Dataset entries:
//! Vnode to virtualization-root membership cache.
//!
//! Entries are keyed by vnode identity and carry the generation stamp seen
//! when they were written; an entry whose stamp no longer matches the live
//! vnode belongs to a recycled identity and counts as a miss.
//!
//! [`VnodeCache::find_root`] answers from the table under a shared lock when
//! it can. Otherwise it walks up the parent chain, asks the registry about
//! every directory it passed with no cache lock held, and writes the results
//! back under the exclusive lock. Files outside any root are never kept.

use crate::config::CoreConfig;
use crate::error::{Result, RootError};
use crate::roots::RootRegistry;
use crate::sync::{ExclusiveGuard, RwLock};
use crate::table::{ProbeTable, SlotBlock, TableEntry};
use crate::types::{FileState, RootHandle, RootVnode, VersionedVnode, Vid, VnodeId};
use crate::vfs::{Allocator, Vfs};
use std::mem;
use std::sync::atomic::{AtomicU64, Ordering};
use std::sync::Arc;
use tracing::{debug, error, info};

#[derive(Copy, Clone, Debug, PartialEq, Eq)]
pub struct CacheEntry {
    pub vnode: Option<VnodeId>,
    pub vid: Vid,
    pub root: RootHandle,
    /// Hydration state, owned by the interception layer.
    pub state: FileState,
    pub flags: u8,
}

const _: () = assert!(mem::size_of::<CacheEntry>() == 16);

impl CacheEntry {
    /// Identity and generation this entry was written for.
    pub fn versioned(&self) -> Option<VersionedVnode> {
        self.vnode.map(|vnode| VersionedVnode::new(vnode, self.vid))
    }

    fn new(vnode: VnodeId, vid: Vid, root: RootHandle) -> Self {
        Self {
            vnode: Some(vnode),
            vid,
            root,
            state: FileState::Unknown,
            flags: 0,
        }
    }
}

impl TableEntry for CacheEntry {
    type Key = VnodeId;

    const VACANT: Self = CacheEntry {
        vnode: None,
        vid: 0,
        root: RootHandle::UNKNOWN,
        state: FileState::Invalid,
        flags: 0,
    };

    fn key(&self) -> Option<VnodeId> {
        self.vnode
    }

    fn hash_key(key: &VnodeId) -> u64 {
        key.as_u64().wrapping_mul(2_305_843_009_213_693_951)
    }
}

#[derive(Debug, Default, Clone, PartialEq, Eq)]
pub struct CacheStats {
    pub fast_path_hits: u64,
    pub slow_path_walks: u64,
    pub evictions: u64,
    pub deferred_grows: u64,
}

#[derive(Default)]
struct Counters {
    fast_path_hits: AtomicU64,
    slow_path_walks: AtomicU64,
    evictions: AtomicU64,
    deferred_grows: AtomicU64,
}

impl Counters {
    fn bump(counter: &AtomicU64) {
        counter.fetch_add(1, Ordering::Relaxed);
    }
}

/// One vnode visited by the slow path. Each holds a reference.
struct WalkStep {
    at: VersionedVnode,
    root: RootHandle,
}

pub struct VnodeCache {
    table: RwLock<ProbeTable<CacheEntry>>,
    vfs: Arc<dyn Vfs>,
    registry: Arc<RootRegistry>,
    max_walk_depth: usize,
    counters: Counters,
}

fn store(table: &mut ProbeTable<CacheEntry>, vnode: VnodeId, vid: Vid, root: RootHandle) {
    match table.find_mut(&vnode) {
        Some(entry) if entry.vid == vid => entry.root = root,
        // Recycled identity: nothing of the old entry applies.
        Some(entry) => *entry = CacheEntry::new(vnode, vid, root),
        None => {
            if table.insert(CacheEntry::new(vnode, vid, root)).is_err() {
                error!(
                    "vnode_cache: table full ({}/{}), {} not cached",
                    table.len(),
                    table.capacity(),
                    vnode
                );
            }
        }
    }
}

impl VnodeCache {
    pub fn new(
        config: &CoreConfig,
        vfs: Arc<dyn Vfs>,
        registry: Arc<RootRegistry>,
        allocator: Arc<dyn Allocator>,
    ) -> Result<Self> {
        let slots = config.initial_cache_slots();
        let table =
            ProbeTable::with_capacity(allocator, slots).ok_or(RootError::ResourceExhausted)?;
        debug!("vnode_cache: created with {} slots", table.capacity());
        Ok(Self {
            table: RwLock::new(table),
            vfs,
            registry,
            max_walk_depth: config.max_walk_depth,
            counters: Counters::default(),
        })
    }

    /// Resolves the root `vnode` belongs to.
    ///
    /// `parent` may be supplied by callers that already hold the parent
    /// directory. `expected_root` is only used to report inconsistencies.
    pub fn find_root(
        &self,
        vnode: VnodeId,
        parent: Option<VnodeId>,
        expected_root: RootHandle,
    ) -> RootHandle {
        let is_dir = self.vfs.is_dir(vnode);
        if let Some(root) = self.find_root_fast(vnode, is_dir, parent, expected_root) {
            Counters::bump(&self.counters.fast_path_hits);
            return root;
        }
        Counters::bump(&self.counters.slow_path_walks);
        self.find_root_slow(vnode, is_dir, expected_root)
    }

    fn find_root_fast(
        &self,
        vnode: VnodeId,
        is_dir: bool,
        parent: Option<VnodeId>,
        expected_root: RootHandle,
    ) -> Option<RootHandle> {
        let mut answer = RootHandle::UNKNOWN;
        let mut fetched_parent = None;

        let table = self.table.read();
        let own = table.find(&vnode).copied();
        match own {
            Some(entry) if entry.vid == self.vfs.vid(vnode) => {
                answer = entry.root;
                if answer != expected_root && answer != RootHandle::UNKNOWN {
                    crate::vnode_info!(
                        self.vfs.as_ref(),
                        vnode,
                        "vnode_cache: mismatched root in fast-path cache hit: cache says {}, expected {}",
                        answer,
                        expected_root
                    );
                }
            }
            _ if !is_dir => {
                let parent = parent.or_else(|| {
                    fetched_parent = self.vfs.parent(vnode);
                    fetched_parent
                });
                if let Some(parent) = parent {
                    if let Some(entry) = table.find(&parent) {
                        if entry.vid == self.vfs.vid(parent) {
                            answer = entry.root;
                            if answer != expected_root && answer != RootHandle::UNKNOWN {
                                crate::vnode_info!(
                                    self.vfs.as_ref(),
                                    parent,
                                    "vnode_cache: mismatched root in fast-path parent cache hit: cache says {}, expected {}",
                                    answer,
                                    expected_root
                                );
                            }
                        }
                    }
                }
            }
            _ => {}
        }

        if own.is_some() && answer == RootHandle::NONE && !is_dir {
            // Files outside roots are not worth keeping.
            if let Some(mut exclusive) = table.try_upgrade() {
                exclusive.remove(&vnode);
                Counters::bump(&self.counters.evictions);
            }
        } else {
            drop(table);
        }

        if let Some(fetched) = fetched_parent {
            self.vfs.release(fetched);
        }
        (answer != RootHandle::UNKNOWN).then_some(answer)
    }

    fn find_root_slow(&self, vnode: VnodeId, is_dir: bool, expected_root: RootHandle) -> RootHandle {
        let mut walk: Vec<WalkStep> = Vec::new();
        if walk.try_reserve_exact(self.max_walk_depth).is_err() {
            error!("vnode_cache: no memory for a walk, resolving uncached");
            return self.registry.find_root_for_vnode(vnode);
        }

        let mut answer = RootHandle::NONE;
        let mut truncated = false;
        // Reference held on the ancestor that ended the walk.
        let mut stop_ref = None;

        {
            let table = self.table.read();
            self.vfs.retain(vnode);
            let mut current = Some(vnode);

            while let Some(vn) = current {
                let at = VersionedVnode::new(vn, self.vfs.vid(vn));
                if let Some(entry) = table.find(&vn) {
                    if entry.root != RootHandle::UNKNOWN && entry.versioned() == Some(at) {
                        answer = entry.root;
                        if answer != expected_root {
                            crate::vnode_debug!(
                                self.vfs.as_ref(),
                                vn,
                                "vnode_cache: slow-path cache hit says {}, expected {}, depth {}",
                                answer,
                                expected_root,
                                walk.len()
                            );
                        }
                        stop_ref = Some(vn);
                        break;
                    }
                }

                if walk.len() >= self.max_walk_depth {
                    crate::vnode_error!(
                        self.vfs.as_ref(),
                        vnode,
                        "vnode_cache: walk exceeded {} levels, aborting",
                        self.max_walk_depth
                    );
                    truncated = true;
                    stop_ref = Some(vn);
                    break;
                }

                walk.push(WalkStep { at, root: answer });
                if answer.is_valid() {
                    crate::vnode_error!(
                        self.vfs.as_ref(),
                        vn,
                        "vnode_cache: root {} recorded before any root was identified",
                        answer
                    );
                    break;
                }

                current = self.vfs.parent(vn);
                if current.is_none() && expected_root != RootHandle::NONE {
                    crate::vnode_info!(
                        self.vfs.as_ref(),
                        vnode,
                        "vnode_cache: reached filesystem root without cache hit, expected root {}",
                        expected_root
                    );
                }
            }
        }

        // Detection may read xattrs and takes the registry lock.
        let first_dir = usize::from(!is_dir);
        for step in walk.iter_mut().skip(first_dir).rev() {
            let found = self.registry.detect_root_at(step.at.vnode);
            if found.is_valid() {
                answer = found;
            }
            step.root = answer;
        }
        if !is_dir {
            if let Some(leaf) = walk.first_mut() {
                leaf.root = answer;
            }
        }

        let deferred = {
            let mut table = self.table.write();
            let mut steps = walk.iter();
            if !is_dir && !answer.is_valid() {
                table.remove(&vnode);
                steps.next();
            }
            for step in steps {
                // A truncated walk never established the answers above it.
                if truncated && !step.root.is_valid() {
                    continue;
                }
                store(&mut table, step.at.vnode, step.at.vid, step.root);
            }
            table
                .take_deferred_grow()
                .map(|slots| (slots, table.len(), table.capacity()))
        };

        for step in &walk {
            self.vfs.release(step.at.vnode);
        }
        if let Some(vn) = stop_ref {
            self.vfs.release(vn);
        }

        if let Some((slots, len, capacity)) = deferred {
            info!(
                "vnode_cache: non-blocking resize failed, {} slots requested, table items: {}/{}",
                slots, len, capacity
            );
            self.grow(slots);
        }
        answer
    }

    /// Blocking allocation of `slots` outside the lock, then resize under it.
    fn grow(&self, slots: usize) {
        Counters::bump(&self.counters.deferred_grows);
        let allocator = self.table.read().allocator();
        let Some(block) = SlotBlock::<CacheEntry>::allocate(allocator, slots) else {
            error!("vnode_cache: blocking allocation of {} slots failed", slots);
            return;
        };

        let unused = {
            let mut table = self.table.write();
            let unused = table.commit_block(block);
            if unused.is_none() {
                info!(
                    "vnode_cache: resizing appears to have succeeded, table items: {}/{}",
                    table.len(),
                    table.capacity()
                );
            }
            unused
        };
        drop(unused);
    }

    /// Takes the cache's exclusive lock for a compound update.
    pub fn lock_exclusive(&self) -> CacheExclusive<'_> {
        CacheExclusive {
            table: self.table.write(),
            cache: self,
        }
    }

    /// Empties the cache and seeds it with the given root directories.
    pub fn reset_and_register_roots(&self, roots: &[RootVnode]) {
        let mut exclusive = self.lock_exclusive();
        exclusive.table.clear();
        for root in roots {
            let vid = self.vfs.vid(root.vnode);
            exclusive.set_root_for_vnode(root.vnode, vid, root.root);
        }
        debug!("vnode_cache: reset with {} root vnodes", roots.len());
        exclusive.unlock();
    }

    /// Marks every entry that points at `root` as unknown, forcing the next
    /// lookup through detection again.
    pub fn deregister_roots_for_provider(&self, root: RootHandle) {
        let mut table = self.table.write();
        let mut marked = 0usize;
        table.for_each_mut(|entry| {
            if entry.root == root {
                entry.root = RootHandle::UNKNOWN;
                marked += 1;
            }
        });
        debug!("vnode_cache: marked {} entries of root {} unknown", marked, root);
    }

    /// The entry stored for `vnode`, regardless of its generation.
    pub fn lookup(&self, vnode: VnodeId) -> Option<CacheEntry> {
        self.table.read().find(&vnode).copied()
    }

    pub fn len(&self) -> usize {
        self.table.read().len()
    }

    pub fn is_empty(&self) -> bool {
        self.len() == 0
    }

    pub fn capacity(&self) -> usize {
        self.table.read().capacity()
    }

    pub fn stats(&self) -> CacheStats {
        CacheStats {
            fast_path_hits: self.counters.fast_path_hits.load(Ordering::Relaxed),
            slow_path_walks: self.counters.slow_path_walks.load(Ordering::Relaxed),
            evictions: self.counters.evictions.load(Ordering::Relaxed),
            deferred_grows: self.counters.deferred_grows.load(Ordering::Relaxed),
        }
    }
}

/// Exclusive access to the cache. Growth that could not happen during the
/// update is performed by [`CacheExclusive::unlock`].
pub struct CacheExclusive<'a> {
    table: ExclusiveGuard<'a, ProbeTable<CacheEntry>>,
    cache: &'a VnodeCache,
}

impl CacheExclusive<'_> {
    /// Records `root` for `vnode`. A generation change resets the entry's
    /// state and flags.
    pub fn set_root_for_vnode(&mut self, vnode: VnodeId, vid: Vid, root: RootHandle) {
        match self.table.find_mut(&vnode) {
            Some(entry) => {
                if entry.vid != vid {
                    entry.vid = vid;
                    entry.flags = 0;
                    entry.state = FileState::Unknown;
                }
                entry.root = root;
            }
            None => store(&mut self.table, vnode, vid, root),
        }
    }

    pub fn lookup(&self, vnode: VnodeId) -> Option<CacheEntry> {
        self.table.find(&vnode).copied()
    }

    pub fn unlock(mut self) {
        let deferred = self.table.take_deferred_grow();
        let cache = self.cache;
        drop(self);
        if let Some(slots) = deferred {
            cache.grow(slots);
        }
    }
}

Exercise goal:
Please find, in the entries above, every line where "RootError" occurs, and copy it.

Your solution:
use crate::error::{Result, RootError};
            ProbeTable::with_capacity(allocator, slots).ok_or(RootError::ResourceExhausted)?;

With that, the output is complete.